• Your objective: Lines that include "SessionId" make up the answer; copy all of them from the data below.

• Data records:
use chrono::Utc;
use sea_orm::{
    ActiveModelTrait, ColumnTrait, Condition, EntityTrait, QueryFilter, QueryOrder, QuerySelect,
    Set,
};
use sea_orm::ActiveValue::NotSet;
use uuid::Uuid;

use crate::{
    audit::log_audit,
    dto::products::{CreateProductRequest, ProductList, UpdateProductRequest},
    entity::{
        products::{ActiveModel as ProductActive, Column as ProdCol, Entity as Products,
            Model as ProductModel},
        sessions::Entity as Sessions,
    },
    error::{AppError, AppResult},
    middleware::auth::{AuthUser, ensure_admin},
    models::Product,
    response::{ApiResponse, Meta},
    routes::params::ProductListQuery,
    state::AppState,
};

/// Admin catalog listing for one session: alive rows by default,
/// deleted rows on request, display order.
pub async fn list_products(
    state: &AppState,
    user: &AuthUser,
    session_id: Uuid,
    query: ProductListQuery,
) -> AppResult<ApiResponse<ProductList>> {
    ensure_admin(user)?;

    let session = Sessions::find_by_id(session_id).one(&state.orm).await?;
    if session.is_none() {
        return Err(AppError::NotFound);
    }

    let mut condition = Condition::all().add(ProdCol::SessionId.eq(session_id));
    if !query.include_deleted.unwrap_or(false) {
        condition = condition.add(ProdCol::DeletedAt.is_null());
    }

    let items: Vec<Product> = Products::find()
        .filter(condition)
        .order_by_asc(ProdCol::SortOrder)
        .order_by_asc(ProdCol::CreatedAt)
        .all(&state.orm)
        .await?
        .into_iter()
        .map(product_from_entity)
        .collect();

    let meta = Meta::total_only(items.len() as i64);
    Ok(ApiResponse::success(
        "Products",
        ProductList { items },
        Some(meta),
    ))
}

pub async fn create_product(
    state: &AppState,
    user: &AuthUser,
    payload: CreateProductRequest,
) -> AppResult<ApiResponse<Product>> {
    ensure_admin(user)?;
    let name = payload.name.trim().to_string();
    if name.is_empty() {
        return Err(AppError::InvalidInput("name is required".into()));
    }
    if payload.price <= 0 {
        return Err(AppError::InvalidInput("price must be positive".into()));
    }

    let session = Sessions::find_by_id(payload.session_id)
        .one(&state.orm)
        .await?;
    let session = match session {
        Some(s) => s,
        None => return Err(AppError::NotFound),
    };
    if session.deleted_at.is_some() {
        return Err(AppError::Conflict("session is deleted".into()));
    }

    // sort_order: last value in the session + 1.
    let last = Products::find()
        .filter(ProdCol::SessionId.eq(payload.session_id))
        .order_by_desc(ProdCol::SortOrder)
        .limit(1)
        .one(&state.orm)
        .await?;
    let next_sort = last.map(|p| p.sort_order).unwrap_or(0) + 1;

    let active = ProductActive {
        id: Set(Uuid::new_v4()),
        session_id: Set(payload.session_id),
        name: Set(name),
        price: Set(payload.price),
        image_url: Set(payload.image_url),
        is_active: Set(true),
        is_soldout: Set(false),
        sort_order: Set(next_sort),
        deleted_at: Set(None),
        created_at: NotSet,
    };
    let product = active.insert(&state.orm).await?;

    if let Err(err) = log_audit(
        &state.pool,
        Some(user.user_id),
        "product_create",
        Some("products"),
        Some(serde_json::json!({ "product_id": product.id })),
    )
    .await
    {
        tracing::warn!(error = %err, "audit log failed");
    }

    Ok(ApiResponse::success(
        "Product created",
        product_from_entity(product),
        Some(Meta::empty()),
    ))
}

/// Partial patch. A price change affects future orders only: persisted
/// order lines keep their snapshot.
pub async fn update_product(
    state: &AppState,
    user: &AuthUser,
    id: Uuid,
    payload: UpdateProductRequest,
) -> AppResult<ApiResponse<Product>> {
    ensure_admin(user)?;
    let existing = Products::find_by_id(id).one(&state.orm).await?;
    let existing = match existing {
        Some(p) => p,
        None => return Err(AppError::NotFound),
    };

    let mut active: ProductActive = existing.into();
    if let Some(name) = payload.name {
        let name = name.trim().to_string();
        if name.is_empty() {
            return Err(AppError::InvalidInput("name is required".into()));
        }
        active.name = Set(name);
    }
    if let Some(price) = payload.price {
        if price <= 0 {
            return Err(AppError::InvalidInput("price must be positive".into()));
        }
        active.price = Set(price);
    }
    if let Some(sort_order) = payload.sort_order {
        if sort_order <= 0 {
            return Err(AppError::InvalidInput("sort_order must be positive".into()));
        }
        active.sort_order = Set(sort_order);
    }
    if let Some(image_url) = payload.image_url {
        active.image_url = Set(if image_url.is_empty() {
            None
        } else {
            Some(image_url)
        });
    }

    let product = active.update(&state.orm).await?;

    if let Err(err) = log_audit(
        &state.pool,
        Some(user.user_id),
        "product_update",
        Some("products"),
        Some(serde_json::json!({ "product_id": product.id })),
    )
    .await
    {
        tracing::warn!(error = %err, "audit log failed");
    }

    Ok(ApiResponse::success(
        "Updated",
        product_from_entity(product),
        Some(Meta::empty()),
    ))
}

/// Read-negate-write; the possible toggle race is accepted for this
/// low-contention admin tool.
pub async fn toggle_soldout(
    state: &AppState,
    user: &AuthUser,
    id: Uuid,
) -> AppResult<ApiResponse<Product>> {
    ensure_admin(user)?;
    let existing = Products::find_by_id(id).one(&state.orm).await?;
    let existing = match existing {
        Some(p) => p,
        None => return Err(AppError::NotFound),
    };

    let next = !existing.is_soldout;
    let mut active: ProductActive = existing.into();
    active.is_soldout = Set(next);
    let product = active.update(&state.orm).await?;

    if let Err(err) = log_audit(
        &state.pool,
        Some(user.user_id),
        "product_toggle_soldout",
        Some("products"),
        Some(serde_json::json!({ "product_id": product.id, "is_soldout": product.is_soldout })),
    )
    .await
    {
        tracing::warn!(error = %err, "audit log failed");
    }

    Ok(ApiResponse::success(
        "Updated",
        product_from_entity(product),
        Some(Meta::empty()),
    ))
}

pub async fn toggle_active(
    state: &AppState,
    user: &AuthUser,
    id: Uuid,
) -> AppResult<ApiResponse<Product>> {
    ensure_admin(user)?;
    let existing = Products::find_by_id(id).one(&state.orm).await?;
    let existing = match existing {
        Some(p) => p,
        None => return Err(AppError::NotFound),
    };

    let next = !existing.is_active;
    let mut active: ProductActive = existing.into();
    active.is_active = Set(next);
    let product = active.update(&state.orm).await?;

    if let Err(err) = log_audit(
        &state.pool,
        Some(user.user_id),
        "product_toggle_active",
        Some("products"),
        Some(serde_json::json!({ "product_id": product.id, "is_active": product.is_active })),
    )
    .await
    {
        tracing::warn!(error = %err, "audit log failed");
    }

    Ok(ApiResponse::success(
        "Updated",
        product_from_entity(product),
        Some(Meta::empty()),
    ))
}

/// Soft delete: the row stays for historical order lines and summary
/// history; it just stops being orderable and listable.
pub async fn delete_product(
    state: &AppState,
    user: &AuthUser,
    id: Uuid,
) -> AppResult<ApiResponse<Product>> {
    ensure_admin(user)?;
    let existing = Products::find_by_id(id).one(&state.orm).await?;
    let existing = match existing {
        Some(p) => p,
        None => return Err(AppError::NotFound),
    };

    let mut active: ProductActive = existing.into();
    active.deleted_at = Set(Some(Utc::now().into()));
    let product = active.update(&state.orm).await?;

    if let Err(err) = log_audit(
        &state.pool,
        Some(user.user_id),
        "product_delete",
        Some("products"),
        Some(serde_json::json!({ "product_id": product.id })),
    )
    .await
    {
        tracing::warn!(error = %err, "audit log failed");
    }

    Ok(ApiResponse::success(
        "Deleted",
        product_from_entity(product),
        Some(Meta::empty()),
    ))
}

pub fn product_from_entity(model: ProductModel) -> Product {
    Product {
        id: model.id,
        session_id: model.session_id,
        name: model.name,
        price: model.price,
        image_url: model.image_url,
        is_active: model.is_active,
        is_soldout: model.is_soldout,
        sort_order: model.sort_order,
        deleted_at: model.deleted_at.map(|dt| dt.with_timezone(&Utc)),
        created_at: model.created_at.with_timezone(&Utc),
    }
}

• Solved exercise:
    let mut condition = Condition::all().add(ProdCol::SessionId.eq(session_id));
        .filter(ProdCol::SessionId.eq(payload.session_id))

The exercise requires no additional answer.